__What you will do__
Locate, in the data below, the line that contains "out.push(char::from(HEX[usize::from(b >> 4)]));" and the line that contains "present (the common"; reproduce exactly those two lines and every line between them, nothing more.

Dataset entries
++++++++
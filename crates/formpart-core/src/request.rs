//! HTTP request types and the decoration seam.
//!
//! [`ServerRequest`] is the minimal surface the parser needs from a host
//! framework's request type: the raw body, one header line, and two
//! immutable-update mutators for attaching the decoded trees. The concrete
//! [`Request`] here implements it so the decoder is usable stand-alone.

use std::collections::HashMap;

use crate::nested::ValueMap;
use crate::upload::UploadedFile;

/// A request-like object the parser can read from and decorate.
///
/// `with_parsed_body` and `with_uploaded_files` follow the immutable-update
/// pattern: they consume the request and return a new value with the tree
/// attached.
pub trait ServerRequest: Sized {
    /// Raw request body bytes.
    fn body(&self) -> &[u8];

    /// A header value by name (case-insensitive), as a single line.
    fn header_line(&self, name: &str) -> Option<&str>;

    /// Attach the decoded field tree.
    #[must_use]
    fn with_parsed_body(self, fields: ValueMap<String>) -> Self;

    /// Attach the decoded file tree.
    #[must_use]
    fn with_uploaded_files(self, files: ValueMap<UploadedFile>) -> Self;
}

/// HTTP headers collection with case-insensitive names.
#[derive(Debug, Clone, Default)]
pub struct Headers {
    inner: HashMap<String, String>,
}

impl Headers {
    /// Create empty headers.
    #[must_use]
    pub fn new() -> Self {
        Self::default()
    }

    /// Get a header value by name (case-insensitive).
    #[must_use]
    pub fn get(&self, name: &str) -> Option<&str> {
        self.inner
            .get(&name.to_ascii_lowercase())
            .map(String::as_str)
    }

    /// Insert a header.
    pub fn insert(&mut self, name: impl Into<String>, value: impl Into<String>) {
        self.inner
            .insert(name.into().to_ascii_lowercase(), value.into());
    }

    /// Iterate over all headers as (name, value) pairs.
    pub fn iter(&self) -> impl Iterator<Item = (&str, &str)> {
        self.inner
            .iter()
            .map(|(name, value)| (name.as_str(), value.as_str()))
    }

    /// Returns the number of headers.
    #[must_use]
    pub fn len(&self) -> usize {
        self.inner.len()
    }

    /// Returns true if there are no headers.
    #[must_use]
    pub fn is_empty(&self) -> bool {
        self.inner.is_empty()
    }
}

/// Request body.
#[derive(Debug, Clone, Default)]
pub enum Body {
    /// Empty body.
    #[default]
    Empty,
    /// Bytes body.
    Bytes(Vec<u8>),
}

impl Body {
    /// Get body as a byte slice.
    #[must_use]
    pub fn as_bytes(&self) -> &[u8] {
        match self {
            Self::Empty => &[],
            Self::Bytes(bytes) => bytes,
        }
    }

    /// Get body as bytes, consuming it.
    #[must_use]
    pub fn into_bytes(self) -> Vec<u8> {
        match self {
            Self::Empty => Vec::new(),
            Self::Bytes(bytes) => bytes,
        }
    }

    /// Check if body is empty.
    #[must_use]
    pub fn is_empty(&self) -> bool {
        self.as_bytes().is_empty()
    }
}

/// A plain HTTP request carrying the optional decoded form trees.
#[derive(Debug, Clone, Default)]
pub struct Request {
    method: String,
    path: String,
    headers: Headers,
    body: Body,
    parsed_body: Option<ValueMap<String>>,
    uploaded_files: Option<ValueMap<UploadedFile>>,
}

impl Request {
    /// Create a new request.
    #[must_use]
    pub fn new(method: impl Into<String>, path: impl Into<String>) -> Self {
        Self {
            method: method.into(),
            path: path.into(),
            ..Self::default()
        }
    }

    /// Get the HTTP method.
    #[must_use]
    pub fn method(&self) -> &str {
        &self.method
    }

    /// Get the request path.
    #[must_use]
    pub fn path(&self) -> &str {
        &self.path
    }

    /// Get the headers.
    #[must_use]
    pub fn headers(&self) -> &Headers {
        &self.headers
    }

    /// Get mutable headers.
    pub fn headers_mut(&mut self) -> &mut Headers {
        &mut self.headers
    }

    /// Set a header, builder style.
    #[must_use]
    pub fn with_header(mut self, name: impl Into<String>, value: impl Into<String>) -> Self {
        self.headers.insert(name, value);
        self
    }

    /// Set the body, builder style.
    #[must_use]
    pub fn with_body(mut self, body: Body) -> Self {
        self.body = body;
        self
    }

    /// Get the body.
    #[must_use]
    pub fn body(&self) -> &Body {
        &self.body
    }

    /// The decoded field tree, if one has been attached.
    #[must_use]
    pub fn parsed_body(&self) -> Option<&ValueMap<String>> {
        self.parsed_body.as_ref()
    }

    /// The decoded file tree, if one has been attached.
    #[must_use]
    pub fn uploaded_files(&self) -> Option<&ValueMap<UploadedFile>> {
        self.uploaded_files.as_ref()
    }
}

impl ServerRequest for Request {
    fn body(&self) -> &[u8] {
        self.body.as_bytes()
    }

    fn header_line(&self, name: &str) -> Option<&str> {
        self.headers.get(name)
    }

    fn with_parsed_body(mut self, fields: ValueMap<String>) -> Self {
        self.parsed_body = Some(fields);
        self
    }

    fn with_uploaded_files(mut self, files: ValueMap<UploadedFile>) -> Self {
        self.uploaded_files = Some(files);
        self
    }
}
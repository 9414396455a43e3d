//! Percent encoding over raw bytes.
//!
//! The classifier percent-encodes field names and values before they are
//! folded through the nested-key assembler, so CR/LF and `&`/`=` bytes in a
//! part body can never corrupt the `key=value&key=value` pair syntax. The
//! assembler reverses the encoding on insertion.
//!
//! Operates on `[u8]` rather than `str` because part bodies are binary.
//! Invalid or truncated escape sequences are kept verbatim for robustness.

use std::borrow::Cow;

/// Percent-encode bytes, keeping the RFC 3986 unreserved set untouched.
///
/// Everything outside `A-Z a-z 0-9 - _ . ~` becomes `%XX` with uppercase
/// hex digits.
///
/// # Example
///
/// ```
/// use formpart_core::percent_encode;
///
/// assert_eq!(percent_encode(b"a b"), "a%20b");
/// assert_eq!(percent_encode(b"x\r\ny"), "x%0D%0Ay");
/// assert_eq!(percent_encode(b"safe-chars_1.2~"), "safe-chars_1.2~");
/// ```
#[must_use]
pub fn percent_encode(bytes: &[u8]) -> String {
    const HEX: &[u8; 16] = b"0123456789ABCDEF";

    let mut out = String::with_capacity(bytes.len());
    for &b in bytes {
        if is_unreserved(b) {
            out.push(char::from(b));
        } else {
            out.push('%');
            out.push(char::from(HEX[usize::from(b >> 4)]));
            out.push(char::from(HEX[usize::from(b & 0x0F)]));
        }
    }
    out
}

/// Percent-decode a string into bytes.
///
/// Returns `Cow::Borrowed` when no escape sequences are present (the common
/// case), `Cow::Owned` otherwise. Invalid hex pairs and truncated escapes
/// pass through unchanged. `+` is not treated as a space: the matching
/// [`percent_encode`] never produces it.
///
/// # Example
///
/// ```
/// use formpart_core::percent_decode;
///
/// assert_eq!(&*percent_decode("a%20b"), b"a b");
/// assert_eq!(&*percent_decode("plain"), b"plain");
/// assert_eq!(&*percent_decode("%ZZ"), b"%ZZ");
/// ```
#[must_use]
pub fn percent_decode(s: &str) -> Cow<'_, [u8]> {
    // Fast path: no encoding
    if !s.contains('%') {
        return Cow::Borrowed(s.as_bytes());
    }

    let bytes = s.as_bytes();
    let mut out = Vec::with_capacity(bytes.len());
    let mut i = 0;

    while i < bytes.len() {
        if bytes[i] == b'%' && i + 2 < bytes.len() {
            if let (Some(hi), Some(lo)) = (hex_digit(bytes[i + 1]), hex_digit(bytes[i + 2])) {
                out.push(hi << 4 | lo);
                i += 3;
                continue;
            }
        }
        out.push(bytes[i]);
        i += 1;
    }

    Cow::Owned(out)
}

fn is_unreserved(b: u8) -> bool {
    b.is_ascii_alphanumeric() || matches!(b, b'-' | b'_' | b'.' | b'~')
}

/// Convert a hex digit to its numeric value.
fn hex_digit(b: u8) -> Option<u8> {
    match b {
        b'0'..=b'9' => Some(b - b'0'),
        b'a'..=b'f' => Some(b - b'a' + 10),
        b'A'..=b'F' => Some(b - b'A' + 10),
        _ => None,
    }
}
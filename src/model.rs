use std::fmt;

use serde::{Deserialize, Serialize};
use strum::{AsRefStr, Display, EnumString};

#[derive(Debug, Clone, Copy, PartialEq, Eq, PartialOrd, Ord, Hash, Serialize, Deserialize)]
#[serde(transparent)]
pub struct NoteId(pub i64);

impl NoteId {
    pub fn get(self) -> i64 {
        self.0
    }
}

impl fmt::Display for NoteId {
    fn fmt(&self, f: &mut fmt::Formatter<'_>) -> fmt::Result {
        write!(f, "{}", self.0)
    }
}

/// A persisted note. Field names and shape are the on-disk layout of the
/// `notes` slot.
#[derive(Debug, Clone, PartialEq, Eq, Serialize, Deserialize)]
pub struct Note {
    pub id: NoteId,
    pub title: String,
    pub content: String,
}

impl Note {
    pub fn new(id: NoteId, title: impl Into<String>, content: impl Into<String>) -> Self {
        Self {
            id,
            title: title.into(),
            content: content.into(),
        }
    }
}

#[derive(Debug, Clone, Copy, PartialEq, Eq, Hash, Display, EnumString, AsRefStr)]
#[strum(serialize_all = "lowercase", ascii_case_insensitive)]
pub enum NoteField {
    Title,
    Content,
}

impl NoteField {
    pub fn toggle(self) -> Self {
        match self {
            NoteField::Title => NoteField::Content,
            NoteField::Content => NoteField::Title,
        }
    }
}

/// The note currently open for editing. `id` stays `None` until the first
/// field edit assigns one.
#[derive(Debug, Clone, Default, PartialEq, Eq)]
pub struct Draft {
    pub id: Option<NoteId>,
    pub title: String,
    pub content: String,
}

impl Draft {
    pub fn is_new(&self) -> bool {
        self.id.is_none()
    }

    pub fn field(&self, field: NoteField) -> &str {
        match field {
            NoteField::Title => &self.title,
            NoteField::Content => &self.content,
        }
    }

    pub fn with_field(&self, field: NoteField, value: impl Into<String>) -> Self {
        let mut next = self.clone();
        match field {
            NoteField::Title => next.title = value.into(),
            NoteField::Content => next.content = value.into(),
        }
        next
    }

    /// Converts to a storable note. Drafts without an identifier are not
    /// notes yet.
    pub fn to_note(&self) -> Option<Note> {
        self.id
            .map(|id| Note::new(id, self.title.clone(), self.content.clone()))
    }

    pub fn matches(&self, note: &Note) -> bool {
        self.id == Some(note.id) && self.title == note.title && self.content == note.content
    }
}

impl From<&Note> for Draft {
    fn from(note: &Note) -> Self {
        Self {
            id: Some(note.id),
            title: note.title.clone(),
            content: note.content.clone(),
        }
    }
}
++++++++
__Answer below__
            out.push(char::from(HEX[usize::from(b >> 4)]));
            out.push(char::from(HEX[usize::from(b & 0x0F)]));
        }
    }
    out
}

/// Percent-decode a string into bytes.
///
/// Returns `Cow::Borrowed` when no escape sequences are present (the common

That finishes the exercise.